Überarbeitung einer Libelle der Art Isophlebia aspasia aus den Solnhofener Plattenkalken

Erwerb, Bestandsaufnahme und Vorüberlegungen
Schon vor längerer Zeit gelang es mir, eine Isophlebia aus Wintershof (Solnhofener Plattenkalke, Tithonium) über Ebay zu erwerben, deren Überarbeitung ich Ihnen in diesem Artikel vorstellen möchte. Es war zwar kein Schnäppchen, aber durchaus ein Stück mit Potenzial.

 

Isophlebia aspasia ist die größte Libelle aus den Solnhofener Plattenkalken.

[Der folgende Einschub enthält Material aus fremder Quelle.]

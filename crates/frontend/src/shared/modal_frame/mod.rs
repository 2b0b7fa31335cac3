use gloo_timers::future::TimeoutFuture;
use leptos::ev;
use leptos::prelude::*;
use wasm_bindgen_futures::spawn_local;

/// Modal dialog frame (overlay + surface + header).
///
/// At most one dialog is ever mounted: each section renders its frame from
/// a single dialog-state value, so opening a new dialog replaces the old
/// one instead of stacking.
#[component]
pub fn ModalFrame(
    /// Title shown in the dialog header.
    title: String,
    /// Called when the dialog should close (close button, overlay click).
    on_close: Callback<()>,
    /// Extra class for the dialog surface.
    #[prop(optional)]
    modal_class: Option<&'static str>,
    children: Children,
) -> impl IntoView {
    let overlay_mouse_down = RwSignal::new(false);

    let is_direct_overlay_event = |ev: &ev::MouseEvent| -> bool {
        match (ev.target(), ev.current_target()) {
            (Some(t), Some(ct)) => t == ct,
            _ => false,
        }
    };

    // Only close if both press and release happened on the overlay itself.
    // This prevents closing when the user selects text inside the dialog
    // and releases the mouse outside.
    let handle_overlay_mouse_down = {
        let is_direct_overlay_event = is_direct_overlay_event;
        move |ev: ev::MouseEvent| {
            overlay_mouse_down.set(is_direct_overlay_event(&ev));
        }
    };

    let handle_overlay_click = {
        let is_direct_overlay_event = is_direct_overlay_event;
        move |ev: ev::MouseEvent| {
            let should_close = overlay_mouse_down.get() && is_direct_overlay_event(&ev);
            overlay_mouse_down.set(false);
            if should_close {
                // Defer close to next tick: avoids Leptos event delegation
                // calling a dropped handler when the overlay is removed
                // synchronously during its own click dispatch.
                let on_close = on_close;
                spawn_local(async move {
                    TimeoutFuture::new(0).await;
                    on_close.run(());
                });
            }
        }
    };

    let stop_propagation = move |ev: ev::MouseEvent| {
        ev.stop_propagation();
    };

    let handle_close = move |_| {
        on_close.run(());
    };

    view! {
        <div
            class="modal-overlay"
            on:mousedown=handle_overlay_mouse_down
            on:click=handle_overlay_click
        >
            <div
                class=format!("modal {}", modal_class.unwrap_or_default())
                on:click=stop_propagation
            >
                <div class="modal__header">
                    <h3 class="modal__title">{title}</h3>
                    <button class="button button--icon modal__close" on:click=handle_close>
                        {crate::shared::icons::icon("x")}
                    </button>
                </div>
                <div class="modal__body">
                    {children()}
                </div>
            </div>
        </div>
    }
}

BECHLY (2015) schrieb über die Isophlebiidae: „Die Arten dieser Familie sind sehr großwüchsig und besitzen überaus kräftig gebaute Körper. Die Hinterflügel sind nahe der Flügelbasis sehr viel breiter als die Vorderflügel.“
Die Vorderflügel erreichen Längen von bis zu 115 mm (vgl. http://www.solnhofen-fossilienatlas.de/fossspec.php?section=bio&artid=627 ). Daraus kann man eine Spannweite von ca. 24 cm ableiten (Flügellänge mal 2 plus Zuschlag für den Thorax). Damit liegt die Spannweite von Isophlebia aspasia ein paar Zentimeter über jener von Aeschnogomphus kuempeli.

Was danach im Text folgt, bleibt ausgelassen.